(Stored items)
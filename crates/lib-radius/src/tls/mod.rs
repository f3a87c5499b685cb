//! Glue between the TLS library's session-resumption callbacks and the
//! administrator's cache policy.

mod cache;

pub use cache::*;
pub const DEFAULT_CONFIG_FILE_PATH: &str = "/etc/radiusd/radiusd.toml";

pub const DEFAULT_WORKERS: usize = 4;
#[derive(Debug, Error)]
pub enum CompileError {
    #[error("Failed to find \"{0}\" as a module or policy")]
    UnknownModule(String),

    #[error("\"{module}\" modules aren't allowed in '{section}' sections -- they have no such method")]
    NoSuchMethod { module: String, section: SectionKind },

    #[error("'{0}' sections cannot be empty")]
    EmptySection(String),

    #[error("'{0}' without condition")]
    MissingCondition(String),

    #[error("'else' cannot have a condition")]
    ElseWithCondition,

    #[error("Invalid location for '{0}'. There is no preceding 'if' or 'elsif' statement")]
    MisplacedElse(String),

    #[error("You must specify a variable to switch over for 'switch'")]
    SwitchWithoutTemplate,

    #[error("\"switch\" sections can only have \"case\" subsections")]
    SwitchBadChild,

    #[error("Cannot have two 'default' case statements")]
    TwoDefaultCases,

    #[error("\"case\" statements may only appear within a \"switch\" section")]
    CaseOutsideSwitch,

    #[error("'break' can only be used in a 'foreach' section")]
    BreakOutsideForeach,

    #[error("foreach sections may not be nested more than {0} deep")]
    ForeachTooDeep(usize),

    #[error("You must specify an attribute to loop over for 'foreach'")]
    ForeachWithoutAttr,

    #[error("{section} sections cannot contain a \"{child}\" statement")]
    RedundantBadChild { section: String, child: String },

    #[error("'actions' MUST be the last block in a section")]
    ActionsNotLast,

    #[error("'actions' MUST NOT be in a '{0}' block")]
    ActionsNotAllowed(String),

    #[error("Invalid subsection. Expected 'action = value'")]
    ActionsSubsection,

    #[error("Unknown module rcode '{0}'")]
    UnknownRcode(String),

    #[error("Unknown action '{0}'")]
    UnknownAction(String),

    #[error("Unknown map processor \"{0}\"")]
    UnknownMapProcessor(String),

    #[error("Entry is not a reference to a module")]
    BadEntry,

    #[error("Invalid condition: {0}")]
    Condition(#[from] ConditionError),

    #[error(transparent)]
    Template(#[from] TemplateError),

    #[error(transparent)]
    Map(#[from] MapError),

    #[error(transparent)]
    Cast(#[from] crate::types::CastError),
}

#[derive(Debug, Clone, Copy, PartialEq, Eq, Hash)]
pub struct NodeId(usize);

/// Variant payload of a compiled callable.
pub enum NodeKind {
    Single { module: Arc<dyn Module> },
    Group { group_type: GroupType },
    LoadBalance { redundant: bool },
    If { condition: Condition, elsif: bool },
    Else,
    Switch { template: Template },
    Case { value: Option<Value> },
    Foreach { template: Template },
    Break,
    Return,
    Update { maps: Vec<AttrMap> },
    Map { processor: Arc<dyn MapProcessor>, template: Template, maps: Vec<AttrMap> },
    Xlat { template: Template },
}

impl fmt::Debug for NodeKind {
    fn fmt(&self, f: &mut fmt::Formatter<'_>) -> fmt::Result {
        let name = match self {
            Self::Single { module } => return write!(f, "Single({})", module.name()),
            Self::Group { group_type } => return write!(f, "Group({group_type:?})"),
            Self::LoadBalance { redundant: false } => "LoadBalance",
            Self::LoadBalance { redundant: true } => "RedundantLoadBalance",
            Self::If { elsif: false, .. } => "If",
            Self::If { elsif: true, .. } => "Elsif",
            Self::Else => "Else",
            Self::Switch { .. } => "Switch",
            Self::Case { .. } => "Case",
            Self::Foreach { .. } => "Foreach",
            Self::Break => "Break",
            Self::Return => "Return",
            Self::Update { .. } => "Update",
            Self::Map { .. } => "Map",
            Self::Xlat { .. } => "Xlat",
        };
        write!(f, "{name}")
    }
}

/// One compiled callable. The tree is built once at load time and is
/// read-only at request time.
#[derive(Debug)]
pub struct Node {
    pub kind: NodeKind,
    pub parent: Option<NodeId>,
    pub children: Vec<NodeId>,
    pub name: String,
    pub actions: ActionTable,
    pub method: SectionKind,
}

/// A compiled server section.
#[derive(Debug)]
pub struct Tree {
    pub section: SectionKind,
    pub name: String,
    nodes: Vec<Node>,
    pub root: NodeId,
}

impl Tree {
    pub fn node(&self, id: NodeId) -> &Node {
        &self.nodes[id.0]
    }

    fn node_mut(&mut self, id: NodeId) -> &mut Node {
        &mut self.nodes[id.0]
    }

    fn add(&mut self, kind: NodeKind, parent: Option<NodeId>, name: String, method: SectionKind) -> NodeId {
        let id = NodeId(self.nodes.len());
        self.nodes.push(Node {
            kind,
            parent,
            children: Vec::new(),
            name,
            actions: ActionTable::default(),
            method,
        });
        if let Some(parent) = parent {
            self.nodes[parent.0].children.push(id);
        }
        id
    }

    fn parent_group_type(&self, id: NodeId) -> GroupType {
        match self.node(id).parent {
            None => GroupType::Simple,
            Some(parent) => match &self.node(parent).kind {
                NodeKind::Group { group_type } => *group_type,
                NodeKind::LoadBalance { redundant: true } => GroupType::Redundant,
                _ => GroupType::Simple,
            },
        }
    }

    fn has_foreach_ancestor(&self, mut id: NodeId) -> bool {
        while let Some(parent) = self.node(id).parent {
            if matches!(self.node(parent).kind, NodeKind::Foreach { .. }) {
                return true;
            }
            id = parent;
        }
        false
    }

    fn foreach_depth(&self, mut id: NodeId) -> usize {
        let mut depth = 0;
        while let Some(parent) = self.node(id).parent {
            if matches!(self.node(parent).kind, NodeKind::Foreach { .. }) {
                depth += 1;
            }
            id = parent;
        }
        depth
    }
}

/// Everything section compilation reads: modules, map processors, the
/// policy catalog and the dictionary. All immutable after startup.
pub struct CompileCtx<'a> {
    pub modules: &'a ModuleRegistry,
    pub maps: &'a MapRegistry,
    pub policies: &'a PolicyCatalog,
    pub dict: &'a Dictionary,
}

impl<'a> CompileCtx<'a> {
    /// Compile one server section into a callable tree.
    pub fn compile(&self, ast: &SectionAst, section: SectionKind) -> Result<Tree, CompileError> {
        let mut tree = Tree {
            section,
            name: match &ast.name2 {
                Some(name2) => format!("{} {}", ast.name1, name2),
                None => ast.name1.clone(),
            },
            nodes: Vec::new(),
            root: NodeId(0),
        };

        let root = tree.add(
            NodeKind::Group {
                group_type: GroupType::Simple,
            },
            None,
            tree.name.clone(),
            section,
        );
        tree.root = root;

        let mut state = Compiler {
            ctx: self,
            tree: &mut tree,
            policy_stack: Vec::new(),
        };
        state.compile_children(ast, root, section)?;

        self.fill_default_actions(&mut tree);
        Ok(tree)
    }

    /// Fill every unset action slot with the applicable default table.
    fn fill_default_actions(&self, tree: &mut Tree) {
        let section = tree.section;
        for index in 0..tree.nodes.len() {
            let id = NodeId(index);
            let parent_group = tree.parent_group_type(id);
            let is_root = tree.node(id).parent.is_none();

            let defaults = if !is_root && section == SectionKind::Authenticate {
                // Inside authenticate, nested code follows the Auth-Type
                // rules at any depth.
                authtype_actions(parent_group)
            } else {
                default_actions(section, parent_group)
            };

            tree.node_mut(id).actions.fill_defaults(&defaults);
        }
    }
}
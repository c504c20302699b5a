//! Render pipeline management for wgpu
//!
//! Compiles a vertex/fragment program once and builds named pipelines from it.
//! Compilation and pipeline creation run inside a validation error scope, so
//! a program the driver rejects fails startup instead of surfacing later as a
//! diagnostic.

use std::{collections::HashMap, sync::Arc};
use wgpu::*;

use crate::{
    error::{Result, ViewerError},
    gfx::shader::ShaderSource as ProgramSource,
};

use super::vertex::VertexLayout;

/// Configuration for creating a render pipeline
#[derive(Debug, Clone)]
pub struct PipelineConfig {
    pub label: String,
    pub bind_group_layouts: Vec<BindGroupLayout>,
    pub primitive_topology: PrimitiveTopology,
    pub cull_mode: Option<Face>,
    pub polygon_mode: PolygonMode,
    pub depth_format: Option<TextureFormat>,
    pub color_format: TextureFormat,
}

impl Default for PipelineConfig {
    fn default() -> Self {
        Self {
            label: "Default Pipeline".to_string(),
            bind_group_layouts: Vec::new(),
            primitive_topology: PrimitiveTopology::TriangleList,
            cull_mode: None,
            polygon_mode: PolygonMode::Fill,
            depth_format: None,
            color_format: TextureFormat::Bgra8Unorm,
        }
    }
}

impl PipelineConfig {
    pub fn with_label(mut self, label: &str) -> Self {
        self.label = label.to_owned();
        self
    }

    /// Sets all bind group layouts at once (builder pattern)
    ///
    /// # Arguments
    /// * `layouts` - Bind group layouts in slot order
    pub fn with_bind_group_layouts(mut self, layouts: Vec<BindGroupLayout>) -> Self {
        self.bind_group_layouts = layouts;
        self
    }

    /// Enables depth testing against a buffer of the given format (builder pattern)
    pub fn with_depth_format(mut self, format: TextureFormat) -> Self {
        self.depth_format = Some(format);
        self
    }

    pub fn with_color_format(mut self, format: TextureFormat) -> Self {
        self.color_format = format;
        self
    }
}

/// Owns the compiled program and the pipelines built from it
pub struct PipelineManager {
    device: Arc<Device>,
    vertex_module: ShaderModule,
    fragment_module: ShaderModule,
    vertex_entry: String,
    fragment_entry: String,
    vertex_layout: VertexLayout,
    pipelines: HashMap<String, RenderPipeline>,
}

impl PipelineManager {
    /// Compiles both stages of `program` and resolves its vertex layout.
    pub fn new(device: Arc<Device>, program: &ProgramSource) -> Result<Self> {
        let vertex_layout = VertexLayout::resolve(program)?;

        let (vertex_module, fragment_module) = validated(&device, || {
            (
                create_module(&device, &program.vertex.path.to_string_lossy(), &program.vertex.source),
                create_module(&device, &program.fragment.path.to_string_lossy(), &program.fragment.source),
            )
        })
        .map_err(|message| ViewerError::ProgramLink {
            label: program.vertex.path.display().to_string(),
            message,
        })?;

        Ok(Self {
            device,
            vertex_module,
            fragment_module,
            vertex_entry: program.vertex.entry_point.clone(),
            fragment_entry: program.fragment.entry_point.clone(),
            vertex_layout,
            pipelines: HashMap::new(),
        })
    }

    pub fn vertex_layout(&self) -> &VertexLayout {
        &self.vertex_layout
    }

    /// Creates a pipeline and stores it under `name`
    pub fn register_pipeline(&mut self, name: &str, config: &PipelineConfig) -> Result<()> {
        let pipeline = validated(&self.device, || self.create_pipeline(config)).map_err(|message| {
            ViewerError::ProgramLink {
                label: name.to_string(),
                message,
            }
        })?;
        self.pipelines.insert(name.to_string(), pipeline);
        Ok(())
    }

    pub fn get_pipeline(&self, name: &str) -> Option<&RenderPipeline> {
        self.pipelines.get(name)
    }

    fn create_pipeline(&self, config: &PipelineConfig) -> RenderPipeline {
        let bind_group_layout_refs: Vec<&BindGroupLayout> = config.bind_group_layouts.iter().collect();
        let pipeline_layout = self.device.create_pipeline_layout(&PipelineLayoutDescriptor {
            label: Some(&format!("{} Layout", config.label)),
            bind_group_layouts: &bind_group_layout_refs,
            push_constant_ranges: &[],
        });

        let vertex_buffers = self.vertex_layout.buffer_layouts();
        let color_targets = [Some(ColorTargetState {
            format: config.color_format,
            blend: Some(BlendState::REPLACE),
            write_mask: ColorWrites::ALL,
        })];

        let depth_stencil = config.depth_format.map(|format| DepthStencilState {
            format,
            depth_write_enabled: true,
            depth_compare: CompareFunction::Less,
            stencil: StencilState::default(),
            bias: DepthBiasState::default(),
        });

        self.device.create_render_pipeline(&RenderPipelineDescriptor {
            label: Some(&config.label),
            layout: Some(&pipeline_layout),
            vertex: VertexState {
                module: &self.vertex_module,
                entry_point: Some(&self.vertex_entry),
                buffers: &vertex_buffers,
                compilation_options: PipelineCompilationOptions::default(),
            },
            fragment: Some(FragmentState {
                module: &self.fragment_module,
                entry_point: Some(&self.fragment_entry),
                targets: &color_targets,
                compilation_options: PipelineCompilationOptions::default(),
            }),
            primitive: PrimitiveState {
                topology: config.primitive_topology,
                strip_index_format: None,
                front_face: FrontFace::Ccw,
                cull_mode: config.cull_mode,
                polygon_mode: config.polygon_mode,
                unclipped_depth: false,
                conservative: false,
            },
            depth_stencil,
            multisample: MultisampleState::default(),
            multiview: None,
            cache: None,
        })
    }
}

fn create_module(device: &Device, label: &str, source: &str) -> ShaderModule {
    device.create_shader_module(ShaderModuleDescriptor {
        label: Some(label),
        source: wgpu::ShaderSource::Wgsl(source.into()),
    })
}

/// Runs `f` inside a validation error scope and returns its output, or the
/// driver's validation message.
fn validated<T>(device: &Device, f: impl FnOnce() -> T) -> std::result::Result<T, String> {
    device.push_error_scope(ErrorFilter::Validation);
    let output = f();
    match pollster::block_on(device.pop_error_scope()) {
        Some(error) => Err(error.to_string()),
        None => Ok(output),
    }
}
//! Logging setup and driver-diagnostic routing
//!
//! Everything goes through the `log` facade. Driver diagnostics are filtered
//! by severity: medium and high severity land on the error stream, anything
//! else is informational.

use log::LevelFilter;

/// Initializes `env_logger`.
///
/// Defaults to `info` for this crate and `warn` for the wgpu stack; `RUST_LOG`
/// overrides both. Safe to call more than once.
pub fn init() {
    let _ = env_logger::Builder::new()
        .filter_level(LevelFilter::Info)
        .filter_module("wgpu_core", LevelFilter::Warn)
        .filter_module("wgpu_hal", LevelFilter::Warn)
        .filter_module("naga", LevelFilter::Warn)
        .parse_default_env()
        .format_timestamp_millis()
        .try_init();
}

/// Severity attached to a driver diagnostic message.
#[derive(Debug, Clone, Copy, PartialEq, Eq, PartialOrd, Ord)]
pub enum DiagnosticSeverity {
    Notification,
    Low,
    Medium,
    High,
}

/// Where a diagnostic is surfaced.
#[derive(Debug, Clone, Copy, PartialEq, Eq)]
pub enum DiagnosticStream {
    Info,
    Error,
}

pub fn route(severity: DiagnosticSeverity) -> DiagnosticStream {
    match severity {
        DiagnosticSeverity::Medium | DiagnosticSeverity::High => DiagnosticStream::Error,
        DiagnosticSeverity::Notification | DiagnosticSeverity::Low => DiagnosticStream::Info,
    }
}

/// Maps an uncaptured wgpu error onto the diagnostic severity scale.
pub fn classify(error: &wgpu::Error) -> DiagnosticSeverity {
    match error {
        wgpu::Error::Validation { .. } => DiagnosticSeverity::Medium,
        _ => DiagnosticSeverity::High,
    }
}

/// Emits a diagnostic on the stream its severity routes to. Never blocks or
/// aborts.
pub fn report(severity: DiagnosticSeverity, message: &str) {
    match route(severity) {
        DiagnosticStream::Error => log::error!("GPU diagnostic ({:?}): {}", severity, message),
        DiagnosticStream::Info => log::info!("GPU diagnostic ({:?}): {}", severity, message),
    }
}

/// Installs the diagnostic listener on a device.
pub fn install_device_diagnostics(device: &wgpu::Device) {
    device.on_uncaptured_error(Box::new(|error| {
        report(classify(&error), &error.to_string());
    }));
}
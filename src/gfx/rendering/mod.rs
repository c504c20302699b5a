// src/gfx/rendering/mod.rs
//! Core rendering functionality
//!
//! Handles vertex layout resolution, render pipelines, per-frame draw planning
//! and frame submission.

pub mod frame_renderer;
pub mod pipeline_manager;
pub mod render_engine;
pub mod vertex;

// Re-export main types
pub use frame_renderer::{DrawCall, FramePacket, FrameRenderer};
pub use pipeline_manager::{PipelineConfig, PipelineManager};
pub use render_engine::RenderEngine;
pub use vertex::VertexLayout;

§ **Aim of the task**:
Restate word for word the lines of the data above, starting at the line containing "for index in" and ending at the line containing "let is_root = tree.node(id).parent.is_none();", both included, and nothing more.

§ **Output of the exercise**:
        for index in 0..tree.nodes.len() {
            let id = NodeId(index);
            let parent_group = tree.parent_group_type(id);
            let is_root = tree.node(id).parent.is_none();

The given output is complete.